The Legislative Analyst Office’s is back with more findings on the impact of high housing costs, this time in relation to workers, job opportunity, and economic mobility.
According to LAO, California used to be a place where economic opportunity was shared across the state. Areas with lots of good jobs also had plentiful housing, so low-income workers could move to those places and access better, higher-paying jobs. Between 1940 and 1960, the state experienced a “convergence” of income, where incomes grew fastest where they were the lowest, and grew the slowest where they were already high. In other words, low income residents generally became better off economically, and the pay of higher-income households didn’t change much.

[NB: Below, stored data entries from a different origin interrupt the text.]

//! CLI binary entry point for ellie-importer

#[cfg(feature = "cli")]
use clap::{Parser, Subcommand};
#[cfg(feature = "cli")]
use ellie_importer::cli::commands::diagram::{DiagramArgs, DiagramFormat, handle_diagram};
#[cfg(feature = "cli")]
use ellie_importer::cli::commands::folders::handle_folders;
#[cfg(feature = "cli")]
use ellie_importer::cli::commands::publish::{FolderTarget, PublishArgs, handle_publish};
#[cfg(feature = "cli")]
use ellie_importer::cli::commands::tables::handle_tables;
#[cfg(feature = "cli")]
use ellie_importer::cli::commands::validate::handle_validate;
#[cfg(feature = "cli")]
use ellie_importer::cli::error::CliError;
#[cfg(feature = "cli")]
use ellie_importer::config::ImporterConfig;
#[cfg(feature = "cli")]
use ellie_importer::model::TableSelection;
#[cfg(feature = "cli")]
use ellie_importer::models::DuplicatePolicy;
#[cfg(feature = "cli")]
use std::path::PathBuf;
#[cfg(feature = "cli")]
use tracing_subscriber::EnvFilter;

#[cfg(feature = "cli")]
#[derive(Parser)]
#[command(name = "ellie-importer")]
#[command(about = "Turn ODCS data models into diagrams and Ellie models")]
#[command(version)]
struct Cli {
    /// Directory containing .ellie-importer.toml (default: current directory)
    #[arg(long, global = true)]
    config: Option<PathBuf>,
    /// Log level (trace, debug, info, warn, error)
    #[arg(long, global = true, default_value = "warn")]
    log_level: String,
    #[command(subcommand)]
    command: Commands,
}

#[cfg(feature = "cli")]
#[derive(Subcommand)]
enum Commands {
    /// Render an entity-relationship diagram
    Diagram {
        /// Input file or '-' for stdin
        input: String,
        #[arg(short, long, value_enum, default_value = "mermaid")]
        format: DiagramFormatArg,
        /// Show every constraint flag and descriptions (dot format)
        #[arg(long)]
        full_metadata: bool,
        /// Duplicate handling: ignore-duplicates, add-postfix, combine-attributes
        #[arg(long)]
        duplicates: Option<DuplicatePolicy>,
        /// Comma-separated entity names (dot format)
        #[arg(long, value_delimiter = ',')]
        tables: Option<Vec<String>>,
        /// Output file path (default: stdout)
        #[arg(short, long)]
        output: Option<PathBuf>,
    },
    /// List entity names after duplicate handling
    Tables {
        /// Input file or '-' for stdin
        input: String,
        #[arg(long)]
        duplicates: Option<DuplicatePolicy>,
    },
    /// Report relationships that will not reach the payload
    Validate {
        /// Input file or '-' for stdin
        input: String,
        #[arg(long)]
        duplicates: Option<DuplicatePolicy>,
        #[arg(long, value_delimiter = ',')]
        tables: Option<Vec<String>>,
    },
    /// Test the connection and list folders
    Folders {
        #[arg(long)]
        slug: Option<String>,
        #[arg(long)]
        api_key: Option<String>,
    },
    /// Create a model from a document
    Publish {
        /// Input file or '-' for stdin
        input: String,
        /// Target folder name
        #[arg(long, conflicts_with = "folder_id")]
        folder: Option<String>,
        /// Target folder identifier
        #[arg(long)]
        folder_id: Option<String>,
        #[arg(long)]
        model_name: Option<String>,
        /// Progress status label
        #[arg(long)]
        status: Option<String>,
        #[arg(long)]
        duplicates: Option<DuplicatePolicy>,
        #[arg(long, value_delimiter = ',')]
        tables: Option<Vec<String>>,
        #[arg(long)]
        slug: Option<String>,
        #[arg(long)]
        api_key: Option<String>,
        /// Print the payload instead of submitting it
        #[arg(long)]
        dry_run: bool,
    },
}

#[cfg(feature = "cli")]
#[derive(clap::ValueEnum, Clone, Debug)]
enum DiagramFormatArg {
    /// Mermaid erDiagram
    Mermaid,
    /// Graphviz DOT
    Dot,
}

#[cfg(feature = "cli")]
fn convert_diagram_format(format: DiagramFormatArg) -> DiagramFormat {
    match format {
        DiagramFormatArg::Mermaid => DiagramFormat::Mermaid,
        DiagramFormatArg::Dot => DiagramFormat::Dot,
    }
}

/// Flag value, falling back to the configured list
#[cfg(feature = "cli")]
fn selection(tables: Option<Vec<String>>, config: &ImporterConfig) -> TableSelection {
    match tables {
        Some(names) => TableSelection::only(
            names
                .iter()
                .map(|n| n.trim())
                .filter(|n| !n.is_empty())
                .map(str::to_string),
        ),
        None => config.import.selection(),
    }
}

#[cfg(feature = "cli")]
fn init_logging(log_level: &str) {
    tracing_subscriber::fmt()
        .with_env_filter(EnvFilter::new(log_level.to_lowercase()))
        .with_writer(std::io::stderr)
        .without_time()
        .init();
}

#[cfg(feature = "cli")]
fn run(cli: Cli) -> Result<(), CliError> {
    let config_dir = cli.config.unwrap_or_else(|| PathBuf::from("."));
    let config = ImporterConfig::load(&config_dir)?;
    let default_policy = config.import.duplicate_handling;

    match cli.command {
        Commands::Diagram {
            input,
            format,
            full_metadata,
            duplicates,
            tables,
            output,
        } => {
            let args = DiagramArgs {
                input,
                format: convert_diagram_format(format),
                full_metadata: full_metadata || config.import.full_metadata,
                policy: duplicates.unwrap_or(default_policy),
                selection: selection(tables, &config),
                output,
            };
            handle_diagram(&args)
        }
        Commands::Tables { input, duplicates } => {
            handle_tables(&input, duplicates.unwrap_or(default_policy))
        }
        Commands::Validate {
            input,
            duplicates,
            tables,
        } => handle_validate(
            &input,
            duplicates.unwrap_or(default_policy),
            &selection(tables, &config),
        ),
        Commands::Folders { slug, api_key } => handle_folders(
            slug.or(config.connection.slug.clone()).as_deref(),
            api_key.or(config.connection.api_key.clone()).as_deref(),
        ),
        Commands::Publish {
            input,
            folder,
            folder_id,
            model_name,
            status,
            duplicates,
            tables,
            slug,
            api_key,
            dry_run,
        } => {
            let folder = folder.or(config.import.folder.clone());
            let args = PublishArgs {
                input,
                policy: duplicates.unwrap_or(default_policy),
                selection: selection(tables, &config),
                model_name: model_name.unwrap_or_else(|| config.import.model_name.clone()),
                progress_status: status.unwrap_or_else(|| config.import.progress_status.clone()),
                folder: FolderTarget::from_args(folder_id.as_deref(), folder.as_deref()),
                slug: slug.or(config.connection.slug.clone()),
                api_key: api_key.or(config.connection.api_key.clone()),
                dry_run,
            };
            handle_publish(&args)
        }
    }
}

#[cfg(feature = "cli")]
fn main() {
    let cli = Cli::parse();
    init_logging(&cli.log_level);

    if let Err(e) = run(cli) {
        eprintln!("Error: {}", e);
        std::process::exit(1);
    }
}

#[cfg(not(feature = "cli"))]
fn main() {
    eprintln!("CLI feature is not enabled. Build with --features cli");
    std::process::exit(1);
}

Over the past two decades, though, this trend has reversed. Higher income residents are actually moving in the opposite direction toward places with lower wages (but also cheaper housing). While this might be because households end up getting more out of their paychecks by moving to more affordable parts of the state, LAO finds this turns out not to be the case. Even after factoring in lower housing costs, migrating households are still worse off because lower wages more than offset those savings. Rather, LAO suggests, residents may leave simply because they cannot find housing in those expensive metro areas at all.
The LAO recommends the governor place checks on local authority when it comes to housing approvals, since many communities fail to fully account for the impact of their decision not to build adequate housing. But if Governor Brown’s attempt at a by-right housing solution is any indication, state intervention may still be a long way away.